### ASSIGNED TASK
Look for "in-place sweeps of" in the listing below, then copy exactly the line it appears in and all lines after it to the end, and nothing more.

### GIVEN DATA
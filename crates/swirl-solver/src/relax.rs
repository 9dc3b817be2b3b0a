//! Gauss-Seidel relaxation shared by diffusion and the pressure solve.

use swirl_core::{BoundaryKind, GridDims};
use swirl_field::set_wall;

/// Run `iterations` in-place sweeps of
/// `x[i,j] = (x0[i,j] + a * (x[i-1,j] + x[i+1,j] + x[i,j-1] + x[i,j+1])) / c`
/// over the interior, enforcing `kind` boundaries on `x` after each sweep.
///
/// Updates within a sweep read neighbours already updated in the same
/// sweep. Cells are visited column by column (x outer, y inner).
pub fn relax(
    dims: GridDims,
    kind: BoundaryKind,
    x: &mut [f32],
    x0: &[f32],
    a: f32,
    c: f32,
    iterations: u32,
) {
    debug_assert_eq!(x.len(), dims.len());
    debug_assert_eq!(x0.len(), dims.len());
    let stride = dims.stride();
    for _ in 0..iterations {
        for i in 1..=dims.width() {
            for j in 1..=dims.height() {
                let k = dims.index(i, j);
                x[k] = (x0[k] + a * (x[k - 1] + x[k + 1] + x[k - stride] + x[k + stride])) / c;
            }
        }
        set_wall(dims, kind, x);
    }
}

### PROBLEM SOLUTION
/// Run `iterations` in-place sweeps of
/// `x[i,j] = (x0[i,j] + a * (x[i-1,j] + x[i+1,j] + x[i,j-1] + x[i,j+1])) / c`
/// over the interior, enforcing `kind` boundaries on `x` after each sweep.
///
/// Updates within a sweep read neighbours already updated in the same
/// sweep. Cells are visited column by column (x outer, y inner).
pub fn relax(
    dims: GridDims,
    kind: BoundaryKind,
    x: &mut [f32],
    x0: &[f32],
    a: f32,
    c: f32,
    iterations: u32,
) {
    debug_assert_eq!(x.len(), dims.len());
    debug_assert_eq!(x0.len(), dims.len());
    let stride = dims.stride();
    for _ in 0..iterations {
        for i in 1..=dims.width() {
            for j in 1..=dims.height() {
                let k = dims.index(i, j);
                x[k] = (x0[k] + a * (x[k - 1] + x[k + 1] + x[k - stride] + x[k + stride])) / c;
            }
        }
        set_wall(dims, kind, x);
    }
}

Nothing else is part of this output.